Work to be completed: Check each line of the data below for the string "BTreeSet", then report how many lines have it and nothing else.

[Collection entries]
============

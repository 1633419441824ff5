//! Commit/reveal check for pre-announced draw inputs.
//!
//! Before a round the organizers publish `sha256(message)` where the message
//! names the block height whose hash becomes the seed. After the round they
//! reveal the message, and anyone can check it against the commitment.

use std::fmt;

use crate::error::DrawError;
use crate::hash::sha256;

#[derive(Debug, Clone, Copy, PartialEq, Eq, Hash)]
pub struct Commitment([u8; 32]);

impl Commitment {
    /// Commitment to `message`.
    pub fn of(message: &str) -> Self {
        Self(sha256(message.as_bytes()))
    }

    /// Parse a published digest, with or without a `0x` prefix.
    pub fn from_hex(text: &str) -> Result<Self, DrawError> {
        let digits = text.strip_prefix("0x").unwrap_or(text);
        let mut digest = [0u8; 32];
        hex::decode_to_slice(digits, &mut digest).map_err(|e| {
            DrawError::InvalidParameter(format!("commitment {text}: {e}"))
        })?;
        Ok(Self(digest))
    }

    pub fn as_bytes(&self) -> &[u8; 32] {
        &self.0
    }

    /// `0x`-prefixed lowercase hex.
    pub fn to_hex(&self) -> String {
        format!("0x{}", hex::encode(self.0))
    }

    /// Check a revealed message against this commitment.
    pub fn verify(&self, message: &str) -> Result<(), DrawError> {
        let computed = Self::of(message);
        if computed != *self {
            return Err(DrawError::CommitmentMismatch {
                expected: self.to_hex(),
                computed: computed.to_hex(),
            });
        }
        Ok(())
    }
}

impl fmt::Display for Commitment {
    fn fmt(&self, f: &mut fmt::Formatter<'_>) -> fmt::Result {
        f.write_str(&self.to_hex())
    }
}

============

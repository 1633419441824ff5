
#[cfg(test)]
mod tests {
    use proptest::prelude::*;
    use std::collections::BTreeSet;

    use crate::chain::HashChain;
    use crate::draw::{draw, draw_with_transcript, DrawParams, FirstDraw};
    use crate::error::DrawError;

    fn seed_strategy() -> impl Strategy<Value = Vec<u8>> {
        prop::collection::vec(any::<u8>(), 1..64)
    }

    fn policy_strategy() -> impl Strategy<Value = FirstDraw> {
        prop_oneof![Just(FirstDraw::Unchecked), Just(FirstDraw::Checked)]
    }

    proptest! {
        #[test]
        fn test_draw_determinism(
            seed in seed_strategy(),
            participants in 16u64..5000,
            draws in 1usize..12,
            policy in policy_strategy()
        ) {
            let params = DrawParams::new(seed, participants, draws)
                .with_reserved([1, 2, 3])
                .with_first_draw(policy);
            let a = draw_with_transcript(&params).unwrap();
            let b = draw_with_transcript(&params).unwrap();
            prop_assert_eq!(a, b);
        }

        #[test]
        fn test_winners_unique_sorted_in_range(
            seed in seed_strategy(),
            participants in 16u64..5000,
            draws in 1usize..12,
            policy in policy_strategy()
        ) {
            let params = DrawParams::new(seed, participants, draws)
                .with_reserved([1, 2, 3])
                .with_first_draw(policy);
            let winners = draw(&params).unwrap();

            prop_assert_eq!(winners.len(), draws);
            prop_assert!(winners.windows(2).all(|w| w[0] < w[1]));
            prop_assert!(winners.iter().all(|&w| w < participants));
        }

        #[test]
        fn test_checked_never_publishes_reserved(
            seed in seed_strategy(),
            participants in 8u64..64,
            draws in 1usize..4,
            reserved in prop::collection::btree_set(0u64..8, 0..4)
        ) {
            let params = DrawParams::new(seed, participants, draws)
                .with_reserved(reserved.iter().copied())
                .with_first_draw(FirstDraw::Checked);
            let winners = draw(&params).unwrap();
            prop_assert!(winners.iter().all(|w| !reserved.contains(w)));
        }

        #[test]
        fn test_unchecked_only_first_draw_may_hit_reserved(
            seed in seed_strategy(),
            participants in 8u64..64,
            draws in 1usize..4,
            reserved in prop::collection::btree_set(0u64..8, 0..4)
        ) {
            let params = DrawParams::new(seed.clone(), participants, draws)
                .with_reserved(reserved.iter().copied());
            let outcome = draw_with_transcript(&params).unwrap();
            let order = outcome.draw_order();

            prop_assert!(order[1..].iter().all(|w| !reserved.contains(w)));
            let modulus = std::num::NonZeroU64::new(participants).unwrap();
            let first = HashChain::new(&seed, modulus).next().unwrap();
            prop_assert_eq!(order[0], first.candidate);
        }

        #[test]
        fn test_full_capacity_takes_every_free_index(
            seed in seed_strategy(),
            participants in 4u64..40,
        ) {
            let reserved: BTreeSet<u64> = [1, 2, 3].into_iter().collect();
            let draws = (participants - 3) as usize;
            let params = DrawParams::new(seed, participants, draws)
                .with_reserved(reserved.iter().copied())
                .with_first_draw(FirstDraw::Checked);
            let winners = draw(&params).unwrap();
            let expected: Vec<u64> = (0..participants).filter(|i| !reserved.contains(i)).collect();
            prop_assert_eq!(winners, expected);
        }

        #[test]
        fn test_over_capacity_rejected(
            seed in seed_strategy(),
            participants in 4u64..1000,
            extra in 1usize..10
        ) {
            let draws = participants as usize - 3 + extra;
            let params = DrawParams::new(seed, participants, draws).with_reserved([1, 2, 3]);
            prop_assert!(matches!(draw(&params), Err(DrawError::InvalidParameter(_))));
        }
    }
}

============

Solution for this task: 2